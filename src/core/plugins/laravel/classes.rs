// src/core/plugins/laravel/classes.rs
//! Scanners for the PHP classes of a Laravel application.

use std::sync::LazyLock;

use regex::Regex;
use serde::{Deserialize, Serialize};

use crate::core::documents::SourceDocument;
use crate::core::scan::{
    collapse_whitespace, find_matching, list_items, split_top_level, strip_array, strip_comments, unquote,
};
use crate::core::schema::snake_case;

static CLASS_DECL: LazyLock<Regex> = LazyLock::new(|| {
    Regex::new(r"(?:^|[\s;{}])((?:abstract|final|readonly)\s+)*class\s+(\w+)(?:\s+extends\s+([\w\\]+))?(?:\s+implements\s+([\w\\,\s]+?))?\s*\{")
        .expect("valid regex")
});

static PUBLIC_METHOD: LazyLock<Regex> = LazyLock::new(|| {
    Regex::new(r"public\s+(?:static\s+)?function\s+(\w+)\s*\(").expect("valid regex")
});

static TRAIT_USE: LazyLock<Regex> = LazyLock::new(|| {
    Regex::new(r"(?m)^\s*use\s+([\w\\]+(?:\s*,\s*[\w\\]+)*)\s*[;{]").expect("valid regex")
});

static RELATION: LazyLock<Regex> = LazyLock::new(|| {
    Regex::new(
        r"function\s+(\w+)\s*\([^)]*\)\s*(?::\s*[\w\\]+\s*)?\{\s*return\s+\$this\s*->\s*(belongsTo|hasMany|hasOne|belongsToMany|morphTo|morphOne|morphMany|morphToMany|morphedByMany|hasManyThrough|hasOneThrough)\s*\(\s*([\w\\]+::class)?",
    )
    .expect("valid regex")
});

static TABLE_PROPERTY: LazyLock<Regex> = LazyLock::new(|| {
    Regex::new(r#"\$table\s*=\s*['"](\w+)['"]"#).expect("valid regex")
});

static INLINE_VALIDATE: LazyLock<Regex> =
    LazyLock::new(|| Regex::new(r"validate\s*\(\s*\[").expect("valid regex"));

static VALIDATOR_MAKE: LazyLock<Regex> =
    LazyLock::new(|| Regex::new(r"Validator::make\s*\(").expect("valid regex"));

static RULES_METHOD: LazyLock<Regex> = LazyLock::new(|| {
    Regex::new(r"function\s+rules\s*\(\s*\)\s*(?::\s*array\s*)?\{").expect("valid regex")
});

static CASTS_METHOD: LazyLock<Regex> = LazyLock::new(|| {
    Regex::new(r"function\s+casts\s*\(\s*\)\s*(?::\s*array\s*)?\{").expect("valid regex")
});

static QUERY_COLUMN: LazyLock<Regex> = LazyLock::new(|| {
    Regex::new(r#"->\s*(?:where|orWhere|whereIn|whereNotIn|whereNull|whereNotNull|whereDate|whereBetween|orderBy|orderByDesc|latest|oldest)\s*\(\s*['"](\w+)['"]"#)
        .expect("valid regex")
});

static HANDLE_PARAM: LazyLock<Regex> = LazyLock::new(|| {
    Regex::new(r"function\s+handle\s*\(\s*([\w\\]+)\s+\$").expect("valid regex")
});

/// Methods a standard auth trait contributes when the controller does not define them
const AUTH_TRAIT_METHODS: &[(&str, &[&str])] = &[
    ("AuthenticatesUsers", &["login", "logout", "showLoginForm"]),
    ("RegistersUsers", &["showRegistrationForm", "register"]),
    ("ResetsPasswords", &["showResetForm", "reset"]),
    ("SendsPasswordResetEmails", &["showLinkRequestForm", "sendResetLinkEmail"]),
    ("VerifiesEmails", &["verify", "show", "resend"]),
];

/// Declared class of a PHP file
#[derive(Debug, Clone)]
pub struct PhpClass<'a> {
    pub name: String,
    pub parent: Option<String>,
    pub interfaces: Vec<String>,
    pub is_abstract: bool,
    pub body: &'a str,
}

fn last_segment(name: &str) -> String {
    name.rsplit('\\').next().unwrap_or(name).to_string()
}

/// First class declared in `text`, with its brace-delimited body.
pub fn php_class(text: &str) -> Option<PhpClass<'_>> {
    let caps = CLASS_DECL.captures(text)?;
    let whole = caps.get(0)?;
    let open = whole.end() - 1;
    let close = find_matching(text, open).unwrap_or(text.len());
    let body_end = close.max(open + 1);

    Some(PhpClass {
        name: caps[2].to_string(),
        parent: caps.get(3).map(|m| last_segment(m.as_str())),
        interfaces: caps
            .get(4)
            .map(|m| m.as_str().split(',').map(|i| last_segment(i.trim())).collect())
            .unwrap_or_default(),
        is_abstract: caps.get(1).is_some_and(|m| m.as_str().contains("abstract")),
        body: &text[open + 1..body_end],
    })
}

#[derive(Debug, Clone, PartialEq, Eq, Serialize, Deserialize)]
pub struct MethodSignature {
    pub name: String,
    pub parameters: Option<String>,
    /// Where the method comes from when it is not declared in the class
    #[serde(skip_serializing_if = "Option::is_none")]
    pub note: Option<String>,
}
use std::path::PathBuf;

use thiserror::Error;

/// Main error type for Specscribe operations
#[derive(Error, Debug)]
pub enum SpecError {
    #[error("Configuration error: {0}")]
    Config(String),

    #[error("Input path does not exist: {}", .0.display())]
    MissingInput(PathBuf),

    #[error("Text generation failed: {0}")]
    Generation(String),

    #[error("Malformed response ({reason}): {snippet}")]
    MalformedResponse { reason: String, snippet: String },

    #[error("{operation} timed out after {seconds}s")]
    Timeout { operation: String, seconds: u64 },

    #[error("Workspace export failed: {0}")]
    Export(String),

    #[error("IO error: {0}")]
    Io(#[from] std::io::Error),

    #[error("HTTP error: {0}")]
    Http(#[from] reqwest::Error),

    #[error("Serialization error: {0}")]
    Serialization(#[from] serde_json::Error),

    #[error("Config file error: {0}")]
    Toml(#[from] toml::de::Error),
}

pub type Result<T> = std::result::Result<T, SpecError>;
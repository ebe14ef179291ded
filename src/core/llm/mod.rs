//! Text generation for human-readable descriptions
//!
//! Backends sit behind the [`TextGenerator`] trait and are chosen by name
//! through [`create_generator`]. The [`Describer`] walks a project model and
//! asks for one description per notable entity.

mod describer;
mod generator;
mod prompts;
mod providers;

pub use describer::{Describer, Descriptions, PROJECT_SUMMARY_KEY};
pub use generator::TextGenerator;
pub use providers::create_generator;
//! Sequential description pass over the notable entities of a project.

use std::collections::BTreeMap;

use serde::{Deserialize, Serialize};
use tracing::{info, warn};

use super::generator::TextGenerator;
use super::prompts;
use crate::core::model::ProjectModel;
use crate::core::retry::{with_retry, RetryPolicy};
use crate::error::Result;

pub const PROJECT_SUMMARY_KEY: &str = "project_summary";

/// Generated text keyed by `project_summary`, `model_<Class>`, `controller_<Class>`,
/// `service_<Class>` or `entity_<Class>`
pub type Descriptions = BTreeMap<String, String>;

#[derive(Debug, Clone, Default, PartialEq, Eq, Serialize, Deserialize)]
#[serde(default)]
pub struct ProjectSummary {
    pub overview: String,
    pub features: Vec<String>,
    pub characteristics: Vec<String>,
}

impl ProjectSummary {
    pub fn to_markdown(&self) -> String {
        let mut out = String::from("## Summary\n\n");
        out.push_str(self.overview.trim());
        out.push('\n');

        for (title, items) in [("Main Features", &self.features), ("Technical Characteristics", &self.characteristics)] {
            if items.is_empty() {
                continue;
            }
            out.push_str(&format!("\n## {}\n\n", title));
            for item in items {
                out.push_str(&format!("- {}\n", item.trim()));
            }
        }
        out
    }
}

pub struct Describer<'a> {
    generator: &'a dyn TextGenerator,
    policy: RetryPolicy,
}

impl<'a> Describer<'a> {
    pub fn new(generator: &'a dyn TextGenerator, policy: RetryPolicy) -> Self {
        Self { generator, policy }
    }

    async fn ask(&self, operation: &str, prompt: &str) -> Result<String> {
        let generator = self.generator;
        with_retry(operation, self.policy, move || generator.generate(prompt)).await
    }

    /// Describe one entity; a failure is logged and leaves no entry behind.
    async fn describe_one(&self, descriptions: &mut Descriptions, key: String, prompt: String) {
        match self.ask(&key, &prompt).await {
            Ok(text) if !text.trim().is_empty() => {
                info!("  ✓ {}", key);
                descriptions.insert(key, text.trim().to_string());
            }
            Ok(_) => warn!("  ✗ {} skipped: empty response", key),
            Err(e) => warn!("  ✗ {} skipped: {}", key, e),
        }
    }

    async fn summarize(&self, model: &ProjectModel) -> Result<ProjectSummary> {
        let prompt = prompts::project_summary_prompt(model);
        let generator = self.generator;
        let value = with_retry(PROJECT_SUMMARY_KEY, self.policy, || generator.generate_structured(&prompt)).await?;
        Ok(serde_json::from_value(value)?)
    }

    /// Ask for every description in a fixed order, one call at a time.
    pub async fn describe(&self, model: &ProjectModel) -> Descriptions {
        info!("🤖 Generating descriptions with {}", self.generator.backend_name());
        let mut descriptions = Descriptions::new();

        match self.summarize(model).await {
            Ok(summary) => {
                info!("  ✓ {}", PROJECT_SUMMARY_KEY);
                descriptions.insert(PROJECT_SUMMARY_KEY.to_string(), summary.to_markdown());
            }
            Err(e) => warn!("  ✗ {} skipped: {}", PROJECT_SUMMARY_KEY, e),
        }

        let mut jobs: Vec<(String, String)> = Vec::new();
        match model {
            ProjectModel::Laravel(p) => {
                for m in &p.models {
                    jobs.push((format!("model_{}", m.class_name), prompts::model_prompt(m)));
                }
                for c in p.controllers.iter().filter(|c| !c.methods.is_empty()) {
                    jobs.push((format!("controller_{}", c.class_name), prompts::controller_prompt(c)));
                }
                for s in &p.services {
                    jobs.push((format!("service_{}", s.class_name), prompts::service_prompt(s)));
                }
            }
            ProjectModel::Java(p) => {
                for e in &p.entities {
                    jobs.push((format!("entity_{}", e.name), prompts::entity_prompt(e)));
                }
                for c in p.controllers.iter().filter(|c| !c.endpoints.is_empty()) {
                    jobs.push((format!("controller_{}", c.name), prompts::rest_controller_prompt(c)));
                }
                for s in &p.services {
                    jobs.push((format!("service_{}", s.name), prompts::spring_service_prompt(s)));
                }
            }
        }

        for (key, prompt) in jobs {
            self.describe_one(&mut descriptions, key, prompt).await;
        }

        info!("✅ Generated {} descriptions", descriptions.len());
        descriptions
    }
}
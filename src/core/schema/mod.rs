//! Database schema reconstruction by replaying migrations in file-name order

mod operations;
mod reconstructor;

pub use operations::snake_case;
pub use reconstructor::{SchemaReconstructor, TableSchema};
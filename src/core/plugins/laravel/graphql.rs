// src/core/plugins/laravel/graphql.rs
//! GraphQL schema scanning (Lighthouse-style projects).

use std::sync::LazyLock;

use regex::Regex;
use serde::{Deserialize, Serialize};

use crate::core::scan::{collapse_whitespace, find_matching};

static ROOT_TYPE: LazyLock<Regex> = LazyLock::new(|| {
    Regex::new(r"(?:extend\s+)?type\s+(Query|Mutation)\b[^{]*\{").expect("valid regex")
});

static ENDPOINT_URI: LazyLock<Regex> =
    LazyLock::new(|| Regex::new(r#"'uri'\s*=>\s*['"]([^'"]+)['"]"#).expect("valid regex"));

static ENDPOINT_ROUTE: LazyLock<Regex> =
    LazyLock::new(|| Regex::new(r#"'route'\s*=>\s*['"]([^'"]+)['"]"#).expect("valid regex"));

pub const DEFAULT_ENDPOINT: &str = "/graphql";

#[derive(Debug, Clone, PartialEq, Eq, Serialize, Deserialize)]
pub struct GraphqlSchema {
    /// Path relative to the `graphql/` directory when there is one
    pub path: String,
    pub content: String,
}

#[derive(Debug, Clone, PartialEq, Eq, Serialize, Deserialize)]
pub struct GraphqlOperation {
    pub name: String,
    pub args: String,
    pub return_type: String,
}

#[derive(Debug, Clone, Default, PartialEq, Eq, Serialize, Deserialize)]
pub struct GraphqlOperations {
    pub queries: Vec<GraphqlOperation>,
    pub mutations: Vec<GraphqlOperation>,
}

impl GraphqlOperations {
    pub fn is_empty(&self) -> bool {
        self.queries.is_empty() && self.mutations.is_empty()
    }
}

#[derive(Debug, Clone, Default, PartialEq, Eq, Serialize, Deserialize)]
pub struct GraphqlResolvers {
    pub queries: Vec<String>,
    pub mutations: Vec<String>,
}

/// Drop `#` comments and `"..."` / `"""..."""` descriptions.
fn strip_sdl_noise(text: &str) -> String {
    let mut out = String::with_capacity(text.len());
    let mut rest = text;
    while let Some(c) = rest.chars().next() {
        if rest.starts_with("\"\"\"") {
            let end = rest[3..].find("\"\"\"").map_or(rest.len(), |i| i + 6);
            rest = &rest[end..];
            out.push(' ');
        } else if c == '"' {
            let end = rest[1..].find(['"', '\n']).map_or(rest.len(), |i| i + 2);
            rest = &rest[end.min(rest.len())..];
            out.push(' ');
        } else if c == '#' {
            let end = rest.find('\n').unwrap_or(rest.len());
            rest = &rest[end..];
        } else {
            out.push(c);
            rest = &rest[c.len_utf8()..];
        }
    }
    out
}

/// Fields of one root type body: `name(args): Type @directive(..)`.
fn fields(body: &str) -> Vec<GraphqlOperation> {
    let bytes = body.as_bytes();
    let mut ops = Vec::new();
    let mut i = 0;

    let skip_ws = |mut i: usize| {
        while i < bytes.len() && (bytes[i].is_ascii_whitespace() || bytes[i] == b',') {
            i += 1;
        }
        i
    };
    let ident = |i: usize| {
        bytes[i..].iter().take_while(|b| b.is_ascii_alphanumeric() || **b == b'_').count()
    };

    while i < bytes.len() {
        i = skip_ws(i);
        let len = ident(i);
        if len == 0 {
            i += 1;
            continue;
        }
        let name = &body[i..i + len];
        i = skip_ws(i + len);

        let mut args = String::new();
        if bytes.get(i) == Some(&b'(') {
            let Some(close) = find_matching(body, i) else { break };
            args = collapse_whitespace(&body[i + 1..close]);
            i = skip_ws(close + 1);
        }
        if bytes.get(i) != Some(&b':') {
            continue;
        }
        i = skip_ws(i + 1);
        let type_len = bytes[i..]
            .iter()
            .take_while(|b| b.is_ascii_alphanumeric() || matches!(**b, b'_' | b'[' | b']' | b'!'))
            .count();
        let return_type = body[i..i + type_len].to_string();
        i += type_len;

        // directives, possibly with multi-line arguments
        loop {
            let next = skip_ws(i);
            if bytes.get(next) != Some(&b'@') {
                break;
            }
            i = next + 1;
            i += ident(i);
            let after = skip_ws(i);
            if bytes.get(after) == Some(&b'(') {
                match find_matching(body, after) {
                    Some(close) => i = close + 1,
                    None => return ops,
                }
            }
        }

        ops.push(GraphqlOperation { name: name.to_string(), args, return_type });
    }

    ops
}

/// Query and Mutation fields from `type` and `extend type` blocks.
pub fn extract_operations(content: &str) -> GraphqlOperations {
    let cleaned = strip_sdl_noise(content);
    let mut ops = GraphqlOperations::default();

    for caps in ROOT_TYPE.captures_iter(&cleaned) {
        let Some(whole) = caps.get(0) else { continue };
        let open = whole.end() - 1;
        let Some(close) = find_matching(&cleaned, open) else { continue };
        let found = fields(&cleaned[open + 1..close]);
        match &caps[1] {
            "Query" => ops.queries.extend(found),
            _ => ops.mutations.extend(found),
        }
    }

    ops
}

/// Endpoint from `config/lighthouse.php`: `'uri'` first, then a string `'route'`.
pub fn extract_endpoint(lighthouse_config: Option<&str>) -> String {
    lighthouse_config
        .and_then(|text| {
            ENDPOINT_URI
                .captures(text)
                .or_else(|| ENDPOINT_ROUTE.captures(text))
                .map(|caps| caps[1].to_string())
        })
        .unwrap_or_else(|| DEFAULT_ENDPOINT.to_string())
}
· · · · ·
Lines above with "GraphqlOperations" in them are the ones to copy.

Expected answer:
pub struct GraphqlOperations {
impl GraphqlOperations {
pub fn extract_operations(content: &str) -> GraphqlOperations {
    let mut ops = GraphqlOperations::default();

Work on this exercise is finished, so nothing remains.